CINE: “PADRE NO HAY MAS QUE UNO”.

padre_no_hay_mas_que_uno-911130707-largeSantiago Segura ( @SSantiagosegura ) deja atrás sus “Torrentes” (y más cosas…) para dirigir y protagonizar una comedia familiar de humor blanco (sí, !puede ir toda la familia!), en la que trata asuntos cotidianos (o que nos pueden sonar a todos como cercanos) desde su peculiar y simpático punto de vista. Y consigue sacarte una sonrisa y de vez en cuando alguna carcajada. Vamos, que si te gusta Segura (su personalísima manera de ser), te lo vas a pasar bien. Se mete en el papel de Javier, un informático demasiado apegado a su trabajo que no presta mucha atención a las cosas de la casa ni a sus cinco hijos, aunque eso sí, se permite soltar sus oportunas frasecitas de “ya te dije“. Pero va a tener que enfrentarse a la cruda realidad cuando su mujer (Toni Acosta, “Mi gran noche“), decide irse una semana de vacaciones. Puede tener situaciones previsibles, pero la peli transcurre a buen ritmo (yo diría que va de menos a más) y con constantes gags (el tema de los “chats de padres” genial) que va a hacer que se te pase volando. Como curiosidad, dos de sus hijas en la vida real hacen de hijas en la ficción (Calma y Sirena Segura), acompañando a la youtuber Martina D´Antiochia, Carlos González Morollón, y Luna Fulgencio (“Durante la tormenta”), como los otros hijos. Silvia Abril y Leo Harlem (ambos coincidieron en “El mejor verano de mi vida“), son los “cuñaos“. Como en casi todas sus películas, Segura se rodea de “amiguetes” para darle “color” a la peli. Así, podemos ver desde Boris Izaguirre y Carlos Baute haciendo de jurados de un concurso, como a la campeona Ona Carbonell, como no, cerca de una piscina. En definitiva, una buena opción para pasar un rato entretenido en este mes de Agosto.

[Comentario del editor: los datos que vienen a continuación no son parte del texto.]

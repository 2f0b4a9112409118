use thiserror::Error;

/// FTS-specific failure codes, distinguished per spec §4.6: an index never
/// initialized is a different condition from a syntactically bad query.
#[derive(Debug, Clone, Copy, PartialEq, Eq)]
pub enum FtsErrorCode {
    TableNotFound,
    QueryError,
}

#[derive(Debug, Error, Clone, PartialEq, Eq)]
#[error("{code:?}: {message}")]
pub struct FtsQueryError {
    pub code: FtsErrorCode,
    pub message: String,
}

impl FtsQueryError {
    pub fn table_not_found(predicate: &str) -> Self {
        Self { code: FtsErrorCode::TableNotFound, message: format!("fts index for predicate {predicate:?} was never initialized") }
    }

    pub fn query_error(message: impl Into<String>) -> Self {
        Self { code: FtsErrorCode::QueryError, message: message.into() }
    }
}

pub type FtsResult<T> = Result<T, FtsQueryError>;

#[derive(Debug, Error)]
pub enum IndexError {
    #[error(transparent)]
    Fts(#[from] FtsQueryError),
    #[error("vector store error: {0}")]
    Vector(String),
    #[error(transparent)]
    Blob(#[from] edgegraph_store::BlobError),
}

pub type IndexResult<T> = Result<T, IndexError>;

Y yo aprovecho para despedirme hasta finales de mes con mis reseñas. En Agosto hay estrenos interesantes (como la última de Tarantino) que espero duren en cartelera para cuando vuelva a la cruda realidad. Buen verano a todos.

CINE: “EL EMPERADOR DE PARIS”.

l_empereur_de_paris-110091678-large Correcta producción esta de “El emperador de París”, de Jean-François Richet (“Asalto al distrito 13“). Buena ambientación de la Francia napoleónica, y sobre todo del París de la época (sus palacios y sus bajos fondos). Pero desigual de ritmo. Interesante planteamiento (un exconvicto experto en fugas que se reconvierte en aliado de la policía para luchar contra la delincuencia a cambio de su indulto), pero navega entre la buena acción (violenta a veces) y momentos más tediosos. Algunos personajes chirrían, pero en general están bien caracterizados en consonancia con la solvente producción que decía al principio. Interesante en todo caso. Además, a Vincent Cassell (“Cisne negro”) le va como anillo al dedo el papel protagonista, el de François Vidocq (que ya ha sido llevado a la gran pantalla otras veces), un hombre duro, que se mueve entre hombres sin escrúpulos y que provoca recelos entre los malos del hampa y entre la poli que cuenta con su ayuda. Entre los malotes podemos ver a Maillard (Denis Lavant,Holy Motors“) o a Nathanaël (August Diehl, “Salt“), ex compañero de fuga que quiere destronarle. Entre los polis destacaría al Jefe Henry (Patrick Chesnais, “La lectora“), muy preocupado con sus reconocimientos, y al comisario (Denis Ménochet, “Malditos bastardos“), que no se fía del prota. La cuota femenina la lideran Olga Kurylenko (“Centurión“), como la Baronesa intrigadora, y Freya Mavor (“Amanece en Edimburgo“), la amante de Vidocq. Pues eso, dentro de la floja cartelera, es una buena opción.